With Nicola having been in hospital for ten days, it was highly likely that no matter what we said to Grace, she’d still assume Nicola was there and indeed that proved to be the case for a few days after she died. After all, Nicola’s seizures and admittance to hospital for the final time all happened while Grace was fast asleep, and she was also at home asleep when Nicola died and I returned home, so there wasn’t a specific incident to which Grace could relate, which is perhaps thankful given something like witnessing the seizures could have traumatised her.
I decided I had to be quite frank with her. Using words like ‘died’ and telling her what cancer was played a part, mainly because I wanted to get across as much as I could that Nicola didn’t want to die, it wasn’t Nicola’s fault and above all it wasn’t Grace’s fault either. It was really important to ensure Grace didn’t feel like she’d done anything wrong or that she was in any way to blame for Nicola not being there.
To that end, telling her the news the morning after Nicola died was very difficult from my point of view. Inevitably, I was in tears trying to explain things and she saw I was upset and quickly wanted to ‘cuddle me better’. At the same time, she was trying to process what I was telling her.
Understandably, it perhaps didn’t register too much. I’d told her that the doctors and nurses couldn’t make Mummy better anymore and that she had died. There was, of course, the necessity to try and sugar coat things without telling her anything that might give her hope Nicola would one day come back, so explaining that Mummy was so special that she’d been chosen to go and be an angel in the sky was the first step towards that.
It’s an idea Grace likes the thought of and it’s now habitual for her to say goodnight to Nicola at her bedroom window every evening, insisting that whoever she’s with does the same! It’s heart-breaking, but at the same time a comfort – and not just to Grace. It’s this relative innocence that is usually a therapy to those around her at times like this.

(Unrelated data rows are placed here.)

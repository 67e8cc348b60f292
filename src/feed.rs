use anyhow::{Context, Result};
use async_trait::async_trait;
use bson::oid::ObjectId;
use bson::{doc, Binary, Document};
use futures::stream::BoxStream;
use futures::{StreamExt, TryStreamExt};
use mongodb::{Client, Collection};
use serde::{Deserialize, Serialize};

/// Completion watermark written into `ytag` once every channel of a batch
/// has been forwarded. Batches with a smaller (or absent) tag are
/// re-selected; raising this constant reprocesses the whole backlog.
pub const COMPLETION_WATERMARK: i32 = 2;

/// One stored capture-window document awaiting forwarding.
#[derive(Debug, Clone, Serialize, Deserialize)]
pub struct SourceBatch {
    #[serde(rename = "_id")]
    pub id: ObjectId,
    pub serial_number: String,
    pub data: Binary,
    /// Quarantine marker; any value at all excludes the batch from
    /// forwarding.
    #[serde(default, skip_serializing_if = "Option::is_none")]
    pub xtag: Option<bson::Bson>,
    #[serde(default, skip_serializing_if = "Option::is_none")]
    pub ytag: Option<i32>,
}

impl SourceBatch {
    pub fn payload(&self) -> &[u8] {
        &self.data.bytes
    }
}

#[async_trait]
pub trait SourceFeed: Send + Sync {
    /// Forward-only scan of batches still needing forwarding for one device.
    async fn select_eligible(&self, serial: &str)
        -> Result<BoxStream<'static, Result<SourceBatch>>>;

    /// Idempotent point update raising the batch's completion tag. Failure
    /// is non-fatal; the batch is simply re-selected on a later pass.
    async fn mark_complete(&self, id: ObjectId, watermark: i32) -> Result<()>;
}

pub struct MongoFeed {
    collection: Collection<SourceBatch>,
}

impl MongoFeed {
    pub async fn connect(uri: &str, database: &str, collection: &str) -> Result<Self> {
        let client = Client::with_uri_str(uri)
            .await
            .context("cannot open source store client")?;
        Ok(Self {
            collection: client.database(database).collection(collection),
        })
    }

    fn eligibility_filter(serial: &str) -> Document {
        doc! {
            "serial_number": serial,
            "xtag": { "$exists": false },
            "$or": [
                { "ytag": { "$lt": COMPLETION_WATERMARK } },
                { "ytag": { "$exists": false } },
            ],
        }
    }
}

#[async_trait]
impl SourceFeed for MongoFeed {
    async fn select_eligible(
        &self,
        serial: &str,
    ) -> Result<BoxStream<'static, Result<SourceBatch>>> {
        let cursor = self
            .collection
            .find(Self::eligibility_filter(serial))
            .await
            .context("eligible-batch query failed")?;
        Ok(cursor.map_err(anyhow::Error::from).boxed())
    }

    async fn mark_complete(&self, id: ObjectId, watermark: i32) -> Result<()> {
        self.collection
            .update_one(doc! { "_id": id }, doc! { "$set": { "ytag": watermark } })
            .await
            .context("completion tag update failed")?;
        Ok(())
    }
}
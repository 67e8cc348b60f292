use prost::Message;
use thiserror::Error;
use tokio::io::{AsyncRead, AsyncReadExt};

/// Points carried by one insert envelope: one second of capture at 120 Hz.
pub const POINTS_PER_MESSAGE: usize = 120;

const MAX_FRAME_LEN: u64 = 1024 * 1024;

#[derive(Clone, PartialEq, ::prost::Message)]
pub struct InsertRequest {
    #[prost(uint64, tag = "1")]
    pub echo_tag: u64,
    #[prost(message, optional, tag = "2")]
    pub insert: Option<InsertValues>,
}

#[derive(Clone, PartialEq, ::prost::Message)]
pub struct InsertValues {
    /// 16-byte stream target identifier.
    #[prost(bytes = "vec", tag = "1")]
    pub stream_uuid: Vec<u8>,
    /// Durable-write flag; always false here (fire-and-forget at the destination).
    #[prost(bool, tag = "2")]
    pub sync: bool,
    #[prost(message, repeated, tag = "3")]
    pub points: Vec<Point>,
}

#[derive(Clone, PartialEq, ::prost::Message)]
pub struct Point {
    #[prost(int64, tag = "1")]
    pub time_nanos: i64,
    #[prost(double, tag = "2")]
    pub value: f64,
}

#[derive(Clone, PartialEq, ::prost::Message)]
pub struct InsertResponse {
    #[prost(uint64, tag = "1")]
    pub echo_tag: u64,
    #[prost(enumeration = "StatusCode", tag = "2")]
    pub status: i32,
}

#[derive(Clone, Copy, Debug, PartialEq, Eq, Hash, PartialOrd, Ord, ::prost::Enumeration)]
#[repr(i32)]
pub enum StatusCode {
    Ok = 0,
    InternalError = 1,
    InvalidStream = 2,
    InvalidTimeRange = 3,
}

#[derive(Debug, Error)]
pub enum WireError {
    #[error("transport read failed: {0}")]
    Io(#[from] std::io::Error),
    #[error("malformed frame: {0}")]
    Decode(#[from] prost::DecodeError),
    #[error("frame length {0} exceeds limit")]
    FrameTooLarge(u64),
}

/// Reads one length-delimited message. `Ok(None)` means the peer closed the
/// stream cleanly before a new frame started.
pub async fn read_message<M, R>(reader: &mut R) -> Result<Option<M>, WireError>
where
    M: Message + Default,
    R: AsyncRead + Unpin,
{
    let len = match read_varint(reader).await? {
        Some(len) => len,
        None => return Ok(None),
    };
    if len > MAX_FRAME_LEN {
        return Err(WireError::FrameTooLarge(len));
    }
    let mut payload = vec![0u8; len as usize];
    reader.read_exact(&mut payload).await?;
    Ok(Some(M::decode(payload.as_slice())?))
}

async fn read_varint<R: AsyncRead + Unpin>(reader: &mut R) -> Result<Option<u64>, WireError> {
    let mut value = 0u64;
    let mut shift = 0u32;
    loop {
        let byte = match reader.read_u8().await {
            Ok(byte) => byte,
            Err(err) if err.kind() == std::io::ErrorKind::UnexpectedEof && shift == 0 => {
                return Ok(None);
            }
            Err(err) => return Err(err.into()),
        };
        value |= u64::from(byte & 0x7f) << shift;
        if byte & 0x80 == 0 {
            return Ok(Some(value));
        }
        shift += 7;
        if shift >= 64 {
            return Err(WireError::Decode(prost::DecodeError::new(
                "length varint overflows u64",
            )));
        }
    }
}

#[cfg(test)]
mod tests {
    use super::*;
    use bytes::BytesMut;

    #[tokio::test]
    async fn frames_larger_than_one_varint_byte_round_trip() {
        let request = InsertRequest {
            echo_tag: 42,
            insert: Some(InsertValues {
                stream_uuid: vec![7u8; 16],
                sync: false,
                points: (0..POINTS_PER_MESSAGE)
                    .map(|i| Point {
                        time_nanos: 1_000_000 * i as i64,
                        value: i as f64 * 0.5,
                    })
                    .collect(),
            }),
        };
        let mut buf = BytesMut::new();
        request.encode_length_delimited(&mut buf).unwrap();
        // The payload is well past 127 bytes, so the length prefix spans
        // multiple varint bytes.
        assert!(buf.len() > 128);

        let mut reader = buf.as_ref();
        let decoded: InsertRequest = read_message(&mut reader).await.unwrap().unwrap();
        assert_eq!(decoded, request);
        assert!(read_message::<InsertRequest, _>(&mut reader)
            .await
            .unwrap()
            .is_none());
    }

    #[tokio::test]
    async fn clean_eof_reads_as_none() {
        let mut reader: &[u8] = &[];
        let got = read_message::<InsertResponse, _>(&mut reader).await.unwrap();
        assert!(got.is_none());
    }

    #[tokio::test]
    async fn oversized_length_prefix_is_rejected_before_reading() {
        let len = MAX_FRAME_LEN + 1;
        let mut buf = BytesMut::new();
        prost::encode_length_delimiter(len as usize, &mut buf).unwrap();
        // No payload follows; the guard must fire on the prefix alone.
        let mut reader = buf.as_ref();
        let err = read_message::<InsertRequest, _>(&mut reader)
            .await
            .unwrap_err();
        assert!(matches!(err, WireError::FrameTooLarge(got) if got == len));
    }

    #[tokio::test]
    async fn truncated_frame_is_an_error() {
        let response = InsertResponse {
            echo_tag: 9,
            status: StatusCode::Ok as i32,
        };
        let mut buf = BytesMut::new();
        response.encode_length_delimited(&mut buf).unwrap();
        let mut reader = &buf.as_ref()[..buf.len() - 1];
        assert!(read_message::<InsertResponse, _>(&mut reader).await.is_err());
    }
}
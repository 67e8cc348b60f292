use crate::wire::POINTS_PER_MESSAGE;
use thiserror::Error;

/// Logical channels per device: three voltage phasors, three current
/// phasors (magnitude + angle each) and the GPS lock state.
pub const NUM_STREAMS: usize = 13;

/// Stream-target argument order; index-aligned with [`CHANNEL_EXTRACTORS`].
pub const CHANNEL_ORDER: [&str; NUM_STREAMS] = [
    "L1 Magnitude",
    "L1 Angle",
    "L2 Magnitude",
    "L2 Angle",
    "L3 Magnitude",
    "L3 Angle",
    "C1 Magnitude",
    "C1 Angle",
    "C2 Magnitude",
    "C2 Angle",
    "C3 Magnitude",
    "C3 Angle",
    "Lock State",
];

#[derive(Debug, Clone, Copy, PartialEq, Eq)]
pub struct CivilTime {
    pub year: i32,
    pub month: u32,
    pub day: u32,
    pub hour: u32,
    pub minute: u32,
    pub second: u32,
}

#[derive(Debug, Clone)]
pub struct PhasorSeries {
    pub magnitude: [f64; POINTS_PER_MESSAGE],
    pub angle: [f64; POINTS_PER_MESSAGE],
}

/// One second of decoded capture: a civil timestamp plus a dense sub-point
/// series for each logical channel.
#[derive(Debug, Clone)]
pub struct DecodedSample {
    pub time: CivilTime,
    pub l1: PhasorSeries,
    pub l2: PhasorSeries,
    pub l3: PhasorSeries,
    pub c1: PhasorSeries,
    pub c2: PhasorSeries,
    pub c3: PhasorSeries,
    pub lock_state: [f64; POINTS_PER_MESSAGE],
}

pub type ChannelExtractor = fn(&DecodedSample, usize) -> f64;

pub const CHANNEL_EXTRACTORS: [ChannelExtractor; NUM_STREAMS] = [
    |s, i| s.l1.magnitude[i],
    |s, i| s.l1.angle[i],
    |s, i| s.l2.magnitude[i],
    |s, i| s.l2.angle[i],
    |s, i| s.l3.magnitude[i],
    |s, i| s.l3.angle[i],
    |s, i| s.c1.magnitude[i],
    |s, i| s.c1.angle[i],
    |s, i| s.c2.magnitude[i],
    |s, i| s.c2.angle[i],
    |s, i| s.c3.magnitude[i],
    |s, i| s.c3.angle[i],
    |s, i| s.lock_state[i],
];

/// Bytes per capture frame: six i32 civil-time components followed by the 13
/// channel series, 120 little-endian f64 values each.
pub const FRAME_LEN: usize = 6 * 4 + NUM_STREAMS * POINTS_PER_MESSAGE * 8;

#[derive(Debug, Error)]
pub enum DecodeError {
    #[error("payload length {0} is not a whole number of {FRAME_LEN}-byte frames")]
    TruncatedPayload(usize),
}

pub trait PayloadDecoder: Send + Sync {
    fn decode(&self, payload: &[u8]) -> Result<Vec<DecodedSample>, DecodeError>;
}

/// Production decoder for the capture pipeline's fixed frame layout.
pub struct FrameDecoder;

impl PayloadDecoder for FrameDecoder {
    fn decode(&self, payload: &[u8]) -> Result<Vec<DecodedSample>, DecodeError> {
        if payload.len() % FRAME_LEN != 0 {
            return Err(DecodeError::TruncatedPayload(payload.len()));
        }
        Ok(payload.chunks_exact(FRAME_LEN).map(decode_frame).collect())
    }
}

fn decode_frame(frame: &[u8]) -> DecodedSample {
    let mut cursor = frame;
    let time = CivilTime {
        year: read_i32(&mut cursor),
        month: read_i32(&mut cursor) as u32,
        day: read_i32(&mut cursor) as u32,
        hour: read_i32(&mut cursor) as u32,
        minute: read_i32(&mut cursor) as u32,
        second: read_i32(&mut cursor) as u32,
    };
    let l1 = read_phasor(&mut cursor);
    let l2 = read_phasor(&mut cursor);
    let l3 = read_phasor(&mut cursor);
    let c1 = read_phasor(&mut cursor);
    let c2 = read_phasor(&mut cursor);
    let c3 = read_phasor(&mut cursor);
    let lock_state = read_series(&mut cursor);
    DecodedSample {
        time,
        l1,
        l2,
        l3,
        c1,
        c2,
        c3,
        lock_state,
    }
}

fn read_i32(cursor: &mut &[u8]) -> i32 {
    let (chunk, rest) = cursor.split_at(4);
    *cursor = rest;
    i32::from_le_bytes(chunk.try_into().unwrap())
}

fn read_phasor(cursor: &mut &[u8]) -> PhasorSeries {
    PhasorSeries {
        magnitude: read_series(cursor),
        angle: read_series(cursor),
    }
}

fn read_series(cursor: &mut &[u8]) -> [f64; POINTS_PER_MESSAGE] {
    let mut out = [0.0; POINTS_PER_MESSAGE];
    for slot in out.iter_mut() {
        let (chunk, rest) = cursor.split_at(8);
        *cursor = rest;
        *slot = f64::from_le_bytes(chunk.try_into().unwrap());
    }
    out
}

#[cfg(test)]
pub(crate) fn encode_frame(sample: &DecodedSample) -> Vec<u8> {
    let mut out = Vec::with_capacity(FRAME_LEN);
    for component in [
        sample.time.year,
        sample.time.month as i32,
        sample.time.day as i32,
        sample.time.hour as i32,
        sample.time.minute as i32,
        sample.time.second as i32,
    ] {
        out.extend_from_slice(&component.to_le_bytes());
    }
    for channel in 0..NUM_STREAMS {
        for i in 0..POINTS_PER_MESSAGE {
            out.extend_from_slice(&CHANNEL_EXTRACTORS[channel](sample, i).to_le_bytes());
        }
    }
    out
}

#[cfg(test)]
pub(crate) fn sample_at(time: CivilTime) -> DecodedSample {
    let series = |offset: f64| {
        let mut out = [0.0; POINTS_PER_MESSAGE];
        for (i, slot) in out.iter_mut().enumerate() {
            *slot = offset + i as f64;
        }
        out
    };
    let phasor = |offset: f64| PhasorSeries {
        magnitude: series(offset),
        angle: series(offset + 500.0),
    };
    DecodedSample {
        time,
        l1: phasor(1_000.0),
        l2: phasor(2_000.0),
        l3: phasor(3_000.0),
        c1: phasor(4_000.0),
        c2: phasor(5_000.0),
        c3: phasor(6_000.0),
        lock_state: series(7_000.0),
    }
}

It’s important not to overload her with facts. It’s also pointless given she can only take so much in – quite often I’ll be talking to her about it and she’ll swiftly go off and play rather than be bombarded with emotional chat.
Older children, depending on age, would pose different levels of understanding and may need more coaching through it all. At three, it’s often a case of dealing with the odd question or comment which can occur at random times and catch you off guard. Then she gets on with doing what she was doing.
Day to day, Grace mentions her mum here and there and we have plenty of photos and videos to cast our eyes over. As I’ve said in a previous blog, the videos in particular are difficult because the sounds of Nicola’s voice and laughter are immediately enough to have me pining for her, but for Grace it’s so important to keep those images and sounds fresh in her mind so I’m learning to go with it.
Time will tell just how much Grace will be affected by what’s happened. Nicola was always pretty sure that somewhere along the line, she’ll be affected one way or another by not having one of her parents around and whilst I am sure that’s true, it doesn’t mean we can’t minimise that impact effectively. After all, as hard as it is for us to accept, Grace will live a vast proportion of her life without Nicola so will adapt accordingly and far better than the rest of us might, particularly given how young she was when she lost her.
Having read various accounts by other people on how they’ve dealt with similar situations, it’s clear, as with the grief process as a whole, that there’s no right or wrong way to do things and no guidebook to follow. It’s all down to knowing your child and understanding how their mind works, as well as looking out for any adverse reactions and addressing any quickly should they occur.
I’m pleased that so far things have gone well on that front and whilst it’s true that the road ahead will be a tough one, Grace’s personality, the days out we have together and the memories we create to add to those she has of her mum, will all be crucial factors in ensuring she grows up relatively unscathed by the events that have cast a shadow over her early years.